Which other settings? The only thing I can find about vfs cache online with reclaim_mode enabled is for Ceph storage

vm.swappiness=0
vm.vfs_cache_pressure=50
vm.dirty_background_ratio = 5
vm.dirty_ratio = 10
vm.min_free_kbytes=2097152
vm.zone_reclaim_mode=1
vm.nr_hugepages = 400

Is what I have found to be recommended on other forums.

I am using ZFS (arc limit 20GB RAM)

I have had reclaim_mode enabled for a few hours now doesn't seem to have made much difference so far

sysctl -a | grep 'reclaim' vm.zone_reclaim_mode = 1

Falzo · June 2021

I use something like cache_pressure 200 and swappiness 10 on a system with only 16GB RAM and 24GB swap on HDDs.

I know the situation from RAM not being freed up or being reserved even after a simple reboot of a windows guest for instance. only if you stop the guest completely it seems that the pages get freed up properly.

the system however will send them to swap sooner or later if they relate to an old state of that guest that's not gonna be used anymore. using swap like a trashcan can make a lot of sense to free up memory otherwise. same goes for reclaiming page cache, as you usually have your guest cache the filesystem already, so you probably do not want the host to double up on that.

people tend to want swap clean or even turned off, because they think swapping is hurting performance. usually it doesn't but instead does exactly what you want - freeing up real memory for more important tasks. hence the recommendation to grow that part and allow for swapping.

however your system setup might be different and if you have more memory and faster disks some other combination can be better. I usually also find zfs quite ... problematic. memory taken for ARC can't be freed just by any system settings like with the regular filesystem caching/buffering.
which kind of forces double buffering on you and burning your memory even more.

as @jackb pointed out the question still might be, why the guest does not release the memory. as we do not know what the specs of your system are, could simply be that there is no need yet for the hypervisor to ask for the memory to be released?
40G guest + 20G ARC (if fully used) sum up to 60, which still leaves some room if you have like 64G at least?

you did not write about any problems you encountered with that, so maybe it's so far only a visual thing... maybe try putting a second 40G guest next to it and pressure that for memory usage and see what happens 🤷‍♂️

lentro · June 2021

@Harmony How do you ensure guests all use up all of their memory at the same time? It's inevitable to happen at some point.

Francisco · June 2021

Or someone just unloads the balloon driver.

Francisco

Falzo · June 2021

@lentro said:
@Harmony How do you ensure guests all use up all of their memory at the same time?
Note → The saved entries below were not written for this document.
//! Filename-derived search strings and filesystem-safe destination names.

/// Characters that are illegal in Windows filenames. Each one is replaced
/// with a space when building folder and file names.
pub const DEFAULT_FORBIDDEN_CHARACTERS: &str = r#"<>/\:"|?*"#;

/// Poster value OMDb uses when it has no image for a title.
pub const DEFAULT_POSTER_SENTINEL: &str = "N/A";

/// Operator input that requests the next page of results.
pub const DEFAULT_NEXT_PAGE: &str = "n";

/// Extension used for downloaded artwork when the poster URL has none.
const FALLBACK_IMAGE_EXTENSION: &str = "jpg";

/// Rules for turning a chosen match into names on disk.
#[derive(Debug, Clone, PartialEq, Eq)]
pub struct NamingRules {
    /// Characters replaced by a space in generated names.
    pub forbidden: String,
    /// Poster value meaning "no artwork exists".
    pub poster_sentinel: String,
    /// Input token that advances to the next result page.
    pub next_page: String,
}

impl Default for NamingRules {
    fn default() -> Self {
        Self {
            forbidden: DEFAULT_FORBIDDEN_CHARACTERS.to_string(),
            poster_sentinel: DEFAULT_POSTER_SENTINEL.to_string(),
            next_page: DEFAULT_NEXT_PAGE.to_string(),
        }
    }
}

impl NamingRules {
    pub fn with_next_page(mut self, token: impl Into<String>) -> Self {
        self.next_page = token.into();
        self
    }

    /// Clean a name using this rule set's forbidden characters.
    pub fn clean(&self, name: &str) -> String {
        clean_name(name, &self.forbidden)
    }

    /// Destination folder name: `"<Title> (<Year>)"`, cleaned.
    pub fn folder_name(&self, title: &str, year: &str) -> String {
        self.clean(&format!("{} ({})", title, year))
    }

    /// Destination file name: `"<cleaned Title>.<ext>"`, or just the cleaned
    /// title when the source file had no extension.
    pub fn file_name(&self, title: &str, extension: Option<&str>) -> String {
        let title = self.clean(title);
        match extension {
            Some(ext) => format!("{}.{}", title, ext),
            None => title,
        }
    }

    /// Returns the poster URL when it points at real artwork.
    ///
    /// `None` for a missing poster or the sentinel value.
    pub fn poster_url<'a>(&self, poster: Option<&'a str>) -> Option<&'a str> {
        poster.filter(|p| !p.is_empty() && *p != self.poster_sentinel)
    }

    /// Check whether `input` is the next-page token.
    pub fn is_next_page(&self, input: &str) -> bool {
        input.trim() == self.next_page
    }
}

/// Construct a search string from a filename.
///
/// Drops the extension (everything after the final `.`) and turns the
/// remaining dots into spaces. Nothing else is normalized, so release tags
/// and years stay in the query.
///
/// A name without any dot has no extension and is used whole.
pub fn construct_search(filename: &str) -> String {
    let stem = match filename.rsplit_once('.') {
        Some((stem, _)) => stem,
        None => filename,
    };
    stem.replace('.', " ")
}

/// Replace every forbidden character with a space, then collapse runs of
/// spaces into one.
pub fn clean_name(name: &str, forbidden: &str) -> String {
    let mut cleaned = String::with_capacity(name.len());
    for c in name.chars() {
        let c = if forbidden.contains(c) { ' ' } else { c };
        if c == ' ' && cleaned.ends_with(' ') {
            continue;
        }
        cleaned.push(c);
    }
    cleaned
}

/// Text after the final `.` of a filename, if there is any.
pub fn file_extension(filename: &str) -> Option<&str> {
    filename
        .rsplit_once('.')
        .map(|(_, ext)| ext)
        .filter(|ext| !ext.is_empty())
}

/// Image extension for a poster URL, taken from the last path segment.
///
/// Query strings and fragments are ignored. Falls back to `jpg` when the
/// segment has no extension.
pub fn poster_extension(url: &str) -> &str {
    let path = url.split(['?', '#']).next().unwrap_or(url);
    let segment = path.rsplit('/').next().unwrap_or(path);
    file_extension(segment).unwrap_or(FALLBACK_IMAGE_EXTENSION)
}

/// File name the artwork is saved under: `folder.<ext>`.
pub fn poster_file_name(url: &str) -> String {
    format!("folder.{}", poster_extension(url))
}

#[cfg(test)]
#[path = "tests/naming_tests.rs"]
mod tests;
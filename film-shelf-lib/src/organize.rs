//! Sort installer downloads into per-game folders.
//!
//! Installers are named `setup_<game>_<version>.<ext>`, where the game part
//! may itself contain underscores (`setup_baldurs_gate_2.5.0.3.exe`). Each
//! one moves into `<dir>/<game>/`.

use std::fs;
use std::path::{Path, PathBuf};

use crate::error::OrganizeError;

/// Filename prefix token that marks an installer.
const INSTALLER_PREFIX: &str = "setup";

/// How a filename reads as an installer name.
#[derive(Debug, Clone, PartialEq, Eq)]
pub enum InstallerName {
    /// Not `setup_...`; left alone without comment
    NotInstaller,
    /// Starts with `setup_` but has no game part
    Unparseable,
    /// Game folder name
    Game(String),
}

/// Parse `setup_<game>_<version>.<ext>` into its game folder name.
///
/// The game is every `_`-separated token between the first and the last.
pub fn parse_installer_name(filename: &str) -> InstallerName {
    let sections: Vec<&str> = filename.split('_').collect();
    if sections[0] != INSTALLER_PREFIX {
        return InstallerName::NotInstaller;
    }
    if sections.len() < 3 {
        return InstallerName::Unparseable;
    }
    let game = sections[1..sections.len() - 1].join("_");
    if game.is_empty() {
        InstallerName::Unparseable
    } else {
        InstallerName::Game(game)
    }
}

/// A planned installer move.
#[derive(Debug, Clone)]
pub struct InstallerMove {
    /// Installer file
    pub source: PathBuf,
    /// Game folder it moves into
    pub folder: PathBuf,
    pub game: String,
    /// Whether the folder has to be created first
    pub create_folder: bool,
}

/// Result of planning moves for one directory.
#[derive(Debug, Default)]
pub struct InstallerPlan {
    pub moves: Vec<InstallerMove>,
    /// Installers whose game folder path is taken by a non-directory
    pub blocked: Vec<(PathBuf, String)>,
    /// `setup_` files without a game part
    pub unparseable: Vec<PathBuf>,
}

/// Summary of executing an installer plan.
#[derive(Debug, Clone, Default)]
pub struct OrganizeSummary {
    pub moved: usize,
    pub folders_created: usize,
    pub errors: Vec<String>,
}

/// Plan installer moves for the files directly inside `dir`.
///
/// Nothing on disk changes; this is also the dry-run report.
pub fn plan_installer_moves(dir: &Path) -> Result<InstallerPlan, OrganizeError> {
    let entries = fs::read_dir(dir).map_err(|e| OrganizeError::ReadDir {
        path: dir.to_path_buf(),
        source: e,
    })?;

    let mut paths: Vec<PathBuf> = entries.flatten().map(|e| e.path()).collect();
    paths.sort();

    let mut plan = InstallerPlan::default();
    for path in paths {
        let Some(name) = path.file_name().and_then(|n| n.to_str()) else {
            continue;
        };
        if !path.is_file() {
            log::debug!("Skipping {}", name);
            continue;
        }
        log::debug!("Processing {}", name);

        let game = match parse_installer_name(name) {
            InstallerName::NotInstaller => continue,
            InstallerName::Unparseable => {
                plan.unparseable.push(path);
                continue;
            }
            InstallerName::Game(game) => game,
        };

        let folder = dir.join(&game);
        if folder.exists() && !folder.is_dir() {
            plan.blocked.push((
                path,
                format!("{} exists and is not a directory", folder.display()),
            ));
            continue;
        }

        // Several installers for one game share a folder; only the first
        // creates it.
        let create_folder = !folder.exists() && !plan.moves.iter().any(|m| m.folder == folder);
        plan.moves.push(InstallerMove {
            source: path,
            folder,
            game,
            create_folder,
        });
    }

    Ok(plan)
}

/// Execute an installer plan, creating folders and moving files.
///
/// Per-file failures are collected; a file whose target name is already
/// taken inside the game folder is left where it is.
pub fn execute_installer_plan(plan: &InstallerPlan) -> OrganizeSummary {
    let mut summary = OrganizeSummary::default();

    for mv in &plan.moves {
        if !mv.folder.exists() {
            match fs::create_dir(&mv.folder) {
                Ok(()) => summary.folders_created += 1,
                Err(e) => {
                    summary.errors.push(format!(
                        "Failed to create {}: {}",
                        mv.folder.display(),
                        e
                    ));
                    continue;
                }
            }
        } else if !mv.folder.is_dir() {
            summary.errors.push(format!(
                "{} exists and is not a directory",
                mv.folder.display()
            ));
            continue;
        }

        let Some(file_name) = mv.source.file_name() else {
            continue;
        };
        let target = mv.folder.join(file_name);
        if target.exists() {
            summary
                .errors
                .push(format!("Target already exists: {}", target.display()));
            continue;
        }

        match fs::rename(&mv.source, &target) {
            Ok(()) => {
                log::info!(
                    "{} moved to {}",
                    file_name.to_string_lossy(),
                    mv.folder.display()
                );
                summary.moved += 1;
            }
            Err(e) => summary.errors.push(format!(
                "Failed to move {:?} -> {}: {}",
                file_name,
                mv.folder.display(),
                e
            )),
        }
    }

    summary
}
It's inevitable to happen at some point.

@lentro reasonable overselling is no problem. there are multiple to factor in. you can use balloning to regain some memory as well as KSM which often works quite good, if you have a lot of similar guests.

apart from that and some ZFS ARC shenanigans you simply want to have enough swap available so that in cases where really most of the guests try to get all their memory the node can at least swap out old shit.

yes, in that case performance will decrease because of the IO and obviously this is nothing you want to have as a continous state. however within reasonable limits and depending on your use-case 20-50% overcommitment pn RAM most likely will never have you run into that situation, when the parameters are set properly.

if done wrong it would simply be a case of OOM and the hostnode would start killing processes, so guests might randomly get stopped/killed.

Daniel15 · June 2021

@lentro said:
@Harmony How do you ensure guests all use up all of their memory at the same time? It's inevitable to happen at some point.

Yeah... If the OS sees lots of free RAM, it's going to use that for cache and buffers, particularly if there's a lot of reads from the hard drive. I don't think Linux distros have the balloon driver installed by default, and a lot of people install from ISO.

@Harmony said: NUMA

Harmony · June 2021

@Daniel15 said:

@lentro said:
@Harmony How do you ensure guests all use up all of their memory at the same time? It's inevitable to happen at some point.

Yeah... If the OS sees lots of free RAM, it's going to use that for cache and buffers, particularly if there's a lot of reads from the hard drive. I don't think Linux distros have the balloon driver installed by default, and a lot of people install from ISO.

@Harmony said: NUMA

According to https://pve.proxmox.com/wiki/Dynamic_Memory_Management Modern Linux Kernels do.

@lentro said:
@Harmony How do you ensure guests all use up all of their memory at the same time? It's inevitable to happen at some point.

Then I guess that user would just have full dedicated RAM. But that is not a good enough reason not to do it.

@Falzo said:
I use something like cache_pressure 200 and swappiness 10 on a system with only 16GB RAM and 24GB swap on HDDs.

I know the situation from RAM not being freed up or being reserved even after a simple reboot of a windows guest for instance. only if you stop the guest completely it seems that the pages get freed up properly.

the system however will send them to swap sooner or later if they relate to an old state of that guest that's not gonna be used anymore. using swap like a trashcan can make a lot of sense to free up memory otherwise. same goes for reclaiming page cache, as you usually have your guest cache the filesystem already, so you probably do not want the host to double up on that.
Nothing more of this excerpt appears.